I found out that if I add an
MPI_Barrier after the MPI_Recv part, then there is no minute-long latency.
Is it possible that even if MPI_Recv returns, the openib btl does not
guarantee that the acknowledgement is sent promptly ? In other words, is
it possible that the computation following the MPI_Recv delays the
acknowledgement ? If so, is it supposed to be this way, or is it normal,
and why isn't the same behavior observed with the tcp btl ?
Le 2013-02-14 11:50, Maxime Boissonneault a écrit :
> I have a strange case here. The application is "plink"
> (http://pngu.mgh.harvard.edu/~purcell/plink/download.shtml).
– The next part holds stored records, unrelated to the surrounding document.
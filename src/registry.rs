// ABOUTME: Registry owning one node pool per configured cache server
// ABOUTME: Routes keys to servers, aggregates health and drains every pool on shutdown

//! Pool registry.
//!
//! The registry is built once from a server list and a [`SocketPoolConfig`]
//! and never changes membership afterwards. Keys are mapped to servers by a
//! [`NodeLocator`]; the chosen server's [`NodePool`] does the actual work.
//!
//! # Usage
//!
//! ```ignore
//! let config = ClientConfig::load(&ClientConfig::default_path())?;
//! let registry = PoolRegistry::connect_tcp(&config)?;
//! registry.start().await;
//!
//! let mut socket = registry.acquire("user:42").await?;
//! let ok = socket.send(b"get user:42\r\n").await.is_ok();
//! registry.release(socket, ok).await;
//!
//! registry.shutdown().await;
//! ```

use std::collections::HashMap;
use std::sync::atomic::{AtomicBool, Ordering};
use std::sync::Arc;

use futures_util::future::join_all;
use tokio::sync::broadcast;
use tracing::{debug, info, warn};

use crate::config::{ClientConfig, NodeEndpoint, SocketPoolConfig};
use crate::error::{ConfigError, PoolError, PoolResult};
use crate::health::{HealthStatus, NodeSnapshot, PoolEvent};
use crate::locator::{ConsistentHashLocator, NodeLocator, SingleNodeLocator};
use crate::node::NodePool;
use crate::socket::SocketLease;
use crate::transport::{Connector, TcpConnector};

/// Registry-wide event channel capacity
const EVENT_CAPACITY: usize = 256;

/// One node pool per server plus key routing
pub struct PoolRegistry<C: Connector> {
    config: Arc<SocketPoolConfig>,
    nodes: HashMap<NodeEndpoint, NodePool<C>>,
    /// Servers in configuration order
    order: Vec<NodeEndpoint>,
    locator: Box<dyn NodeLocator>,
    events: broadcast::Sender<PoolEvent>,
    shutdown: AtomicBool,
}

impl<C: Connector> std::fmt::Debug for PoolRegistry<C> {
    fn fmt(&self, f: &mut std::fmt::Formatter<'_>) -> std::fmt::Result {
        f.debug_struct("PoolRegistry")
            .field("servers", &self.order)
            .field("shutdown", &self.is_shut_down())
            .finish_non_exhaustive()
    }
}

impl PoolRegistry<TcpConnector> {
    /// Registry over plain TCP using the socket options from `config`
    pub fn connect_tcp(config: &ClientConfig) -> Result<Self, ConfigError> {
        let connector = TcpConnector::from_config(&config.socket_pool);
        Self::from_client_config(config, connector)
    }
}

impl<C: Connector> PoolRegistry<C> {
    /// Build a registry with one empty node pool per server.
    ///
    /// Uses a single-node locator for one server and a consistent hash ring
    /// otherwise. Nothing connects until `start` or the first `acquire`.
    pub fn new(
        config: SocketPoolConfig,
        servers: Vec<NodeEndpoint>,
        connector: C,
    ) -> Result<Self, ConfigError> {
        // Reuse the server list checks
        let client = ClientConfig::new(servers, config)?;
        let ClientConfig {
            servers,
            socket_pool,
        } = client;

        let locator: Box<dyn NodeLocator> = match servers.as_slice() {
            [only] => Box::new(SingleNodeLocator::new(only.clone())),
            many => Box::new(ConsistentHashLocator::new(many)),
        };

        let config = Arc::new(socket_pool);
        let connector = Arc::new(connector);
        let (events, _) = broadcast::channel(EVENT_CAPACITY);

        let nodes = servers
            .iter()
            .map(|endpoint| {
                let pool = NodePool::with_events(
                    endpoint.clone(),
                    Arc::clone(&config),
                    Arc::clone(&connector),
                    events.clone(),
                );
                (endpoint.clone(), pool)
            })
            .collect();

        debug!(servers = servers.len(), "Pool registry created");

        Ok(Self {
            config,
            nodes,
            order: servers,
            locator,
            events,
            shutdown: AtomicBool::new(false),
        })
    }

    pub fn from_client_config(config: &ClientConfig, connector: C) -> Result<Self, ConfigError> {
        Self::new(config.socket_pool.clone(), config.servers.clone(), connector)
    }

    /// Replace the key locator
    #[must_use]
    pub fn with_locator(mut self, locator: impl NodeLocator + 'static) -> Self {
        self.locator = Box::new(locator);
        self
    }

    pub fn config(&self) -> &SocketPoolConfig {
        &self.config
    }

    /// Servers in configuration order
    pub fn servers(&self) -> &[NodeEndpoint] {
        &self.order
    }

    pub fn node(&self, endpoint: &NodeEndpoint) -> Option<&NodePool<C>> {
        self.nodes.get(endpoint)
    }

    /// Warm every node up to `min_pool_size`, all nodes concurrently.
    /// Returns the number of sockets opened.
    pub async fn start(&self) -> usize {
        info!(servers = self.order.len(), "Starting pool registry");

        let created: usize = join_all(self.nodes_in_order().map(|node| node.warm_up()))
            .await
            .into_iter()
            .sum();

        info!(sockets = created, "Pool registry started");
        created
    }

    /// Server responsible for `key`
    pub fn locate(&self, key: &str) -> PoolResult<&NodeEndpoint> {
        self.locator.locate(key).ok_or(PoolError::NoServers)
    }

    /// Borrow a socket to whichever server owns `key`
    pub async fn acquire(&self, key: &str) -> PoolResult<SocketLease<C::Stream>> {
        let endpoint = self.locate(key)?;
        self.acquire_node(endpoint).await
    }

    /// Borrow a socket to a specific server
    pub async fn acquire_node(
        &self,
        endpoint: &NodeEndpoint,
    ) -> PoolResult<SocketLease<C::Stream>> {
        let node = self
            .nodes
            .get(endpoint)
            .ok_or_else(|| PoolError::UnknownNode(endpoint.clone()))?;

        if self.is_shut_down() {
            return Err(PoolError::ShutDown {
                endpoint: endpoint.clone(),
            });
        }

        node.acquire().await
    }

    /// Return a socket to the pool it came from
    pub async fn release(&self, lease: SocketLease<C::Stream>, success: bool) {
        match self.nodes.get(lease.endpoint()) {
            Some(node) => node.release(lease, success).await,
            None => {
                warn!(endpoint = %lease.endpoint(), "Released socket for unknown node; closing it");
                drop(lease);
            }
        }
    }

    /// Point-in-time view of every node, in configuration order
    pub fn health_snapshot(&self) -> Vec<NodeSnapshot> {
        self.nodes_in_order().map(|node| node.snapshot()).collect()
    }

    pub fn status(&self) -> HealthStatus {
        HealthStatus::from_snapshots(&self.health_snapshot())
    }

    /// Events from every node in the registry
    pub fn subscribe(&self) -> broadcast::Receiver<PoolEvent> {
        self.events.subscribe()
    }

    /// Drain every node pool. Returns the number of idle sockets closed.
    pub async fn release_all(&self) -> usize {
        join_all(self.nodes_in_order().map(|node| node.drain()))
            .await
            .into_iter()
            .sum()
    }

    /// Stop serving and close every pooled socket. Safe to call repeatedly.
    pub async fn shutdown(&self) {
        if self.shutdown.swap(true, Ordering::SeqCst) {
            debug!("Pool registry already shut down");
            return;
        }

        info!(servers = self.order.len(), "Shutting down pool registry");
        let closed = self.release_all().await;
        info!(closed, "Pool registry shutdown complete");
    }

    pub fn is_shut_down(&self) -> bool {
        self.shutdown.load(Ordering::SeqCst)
    }

    fn nodes_in_order(&self) -> impl Iterator<Item = &NodePool<C>> {
        self.order.iter().filter_map(|endpoint| self.nodes.get(endpoint))
    }
}

impl<C: Connector> Drop for PoolRegistry<C> {
    fn drop(&mut self) {
        // Revival probes hold only weak references and end on their own.
        // Callers should call shutdown() for a graceful close.
        if !self.shutdown.swap(true, Ordering::SeqCst) {
            debug!("Pool registry dropped without shutdown");
        }
    }
}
The
> computation/communication pattern of the application is the following :
> 1- MPI_Init
> 2- Some single rank computation
> 3- MPI_Bcast
> 4- Some single rank computation
> 5- MPI_Barrier
> 6- rank 0 sends data to each other rank with MPI_Ssend, one rank at a
> 6- other ranks use MPI_Recv
> 7- Some single rank computation
> 8- other ranks send result to rank 0 with MPI_Ssend
> 8- rank 0 receives data with MPI_Recv
> 9- rank 0 analyses result
> 10- MPI_Finalize
> The amount of data being sent is of the order of the kilobytes, and we
> have IB.
> The problem we observe is in step 6. I've output dates before and
> after each MPI operation. With the openib btl, the behavior I observe
> is that :
> - rank 0 starts sending
> - rank n receives almost instantly, and MPI_Recv returns.
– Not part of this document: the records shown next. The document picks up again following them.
// ABOUTME: Per-server socket pool with bounded size, queue timeout and dead-node quarantine
// ABOUTME: Hands out sockets, takes them back, tracks failures and revives dead servers in the background

//! Node pool.
//!
//! One `NodePool` owns every socket to a single cache server.
//!
//! # Architecture
//!
//! ```text
//! ┌───────────────────────────────────────────────────────────┐
//! │                        NodePool                           │
//! │                                                           │
//! │  acquire ──▶ Semaphore (max_pool_size permits)            │
//! │                 │                                         │
//! │                 ├──▶ idle set ──▶ reuse socket            │
//! │                 └──▶ Connector ──▶ new socket             │
//! │                                                           │
//! │  release ──▶ reset() ──▶ idle set (healthy)               │
//! │                 └──────▶ close + FailurePolicy (failed)   │
//! │                                   │                       │
//! │                                   ▼                       │
//! │                         Dead ──▶ revival probe task       │
//! │                                   (every dead_timeout)    │
//! └───────────────────────────────────────────────────────────┘
//! ```
//!
//! Each leased or connecting socket holds one semaphore permit. New sockets
//! are only created when the idle set is empty (or by warm-up, which stops
//! at `min_pool_size`), so idle + in use + connecting never exceeds
//! `max_pool_size`. The state mutex is never held across an `.await`.

use std::sync::atomic::{AtomicUsize, Ordering};
use std::sync::{Arc, Mutex, MutexGuard, PoisonError, Weak};
use std::time::Duration;

use chrono::{DateTime, Utc};
use futures_util::future::join_all;
use tokio::sync::{broadcast, OwnedSemaphorePermit, Semaphore};
use tokio::task::JoinHandle;
use tokio::time::Instant;
use tracing::{debug, info, warn};

use crate::config::{NodeEndpoint, SocketPoolConfig};
use crate::error::{PoolError, PoolResult};
use crate::failure_policy::{FailurePolicy, FailureState};
use crate::health::{NodeHealth, NodeSnapshot, PoolEvent};
use crate::metrics::NodeMetrics;
use crate::socket::{LeaseGuard, PooledSocket, SocketLease};
use crate::transport::{connect_within, Connector};

/// Event channel capacity for standalone node pools
const EVENT_CAPACITY: usize = 64;

// === Shared State ===

struct NodeState<S> {
    idle: Vec<PooledSocket<S>>,
    connecting: usize,
    health: NodeHealth,
    failures: FailureState,
    dead_since: Option<DateTime<Utc>>,
    probe: Option<JoinHandle<()>>,
    draining: bool,
}

impl<S> Drop for NodeState<S> {
    fn drop(&mut self) {
        if let Some(probe) = self.probe.take() {
            probe.abort();
        }
    }
}

struct NodeShared<C: Connector> {
    endpoint: NodeEndpoint,
    config: Arc<SocketPoolConfig>,
    policy: FailurePolicy,
    connector: Arc<C>,
    slots: Arc<Semaphore>,
    outstanding: Arc<AtomicUsize>,
    state: Mutex<NodeState<C::Stream>>,
    metrics: NodeMetrics,
    events: broadcast::Sender<PoolEvent>,
}

/// Connect slot reserved under the lock; given back on drop if never completed
struct Reservation<'a, C: Connector> {
    shared: &'a NodeShared<C>,
    armed: bool,
}

impl<'a, C: Connector> Reservation<'a, C> {
    fn new(shared: &'a NodeShared<C>) -> Self {
        Self {
            shared,
            armed: true,
        }
    }

    /// Give the slot back while the caller already holds the lock
    fn complete(mut self, state: &mut NodeState<C::Stream>) {
        state.connecting = state.connecting.saturating_sub(1);
        self.armed = false;
    }
}

impl<C: Connector> Drop for Reservation<'_, C> {
    fn drop(&mut self) {
        if self.armed {
            let mut state = self.shared.lock();
            state.connecting = state.connecting.saturating_sub(1);
        }
    }
}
> - rank 0's MPI_Ssend often returns _minutes_.
> It looks like the acknowledgement from rank n takes minutes to reach
> rank 0.
> Now, the tricky part is that if I disable the openib btl to use
> instead tcp over IB, there is no such latency and the acknowledgement
> comes back within a fraction of a second. Also, if rank 0 and rank n
> are on the same node, the acknowledgement is also quasi-instantaneous
> (I guess it goes through the SM btl instead of openib).
> I tried to reproduce this in a simple case, but I observed no such
> latency. The duration that I got for the whole communication is of the
> order of milliseconds.
> Does anyone have an idea of what could cause such very high latencies
> when using the OpenIB BTL ?
> Also, I tried replacing step 6 by explicitly sending a confirmation :
> - rank 0 does MPI_Isend to rank n followed by MPI_Recv from rank n
> - rank n does MPI_Recv from rank 0 followed by MPI_Isend to rank 0
> In this case also, rank n's MPI_Isend executes quasi-instantaneously,
> and rank 0's MPI_Recv only returns a few minutes later.
> Maxime Boissonneault
Analyste de calcul - Calcul Québec, Université Laval
Ph. D. en physique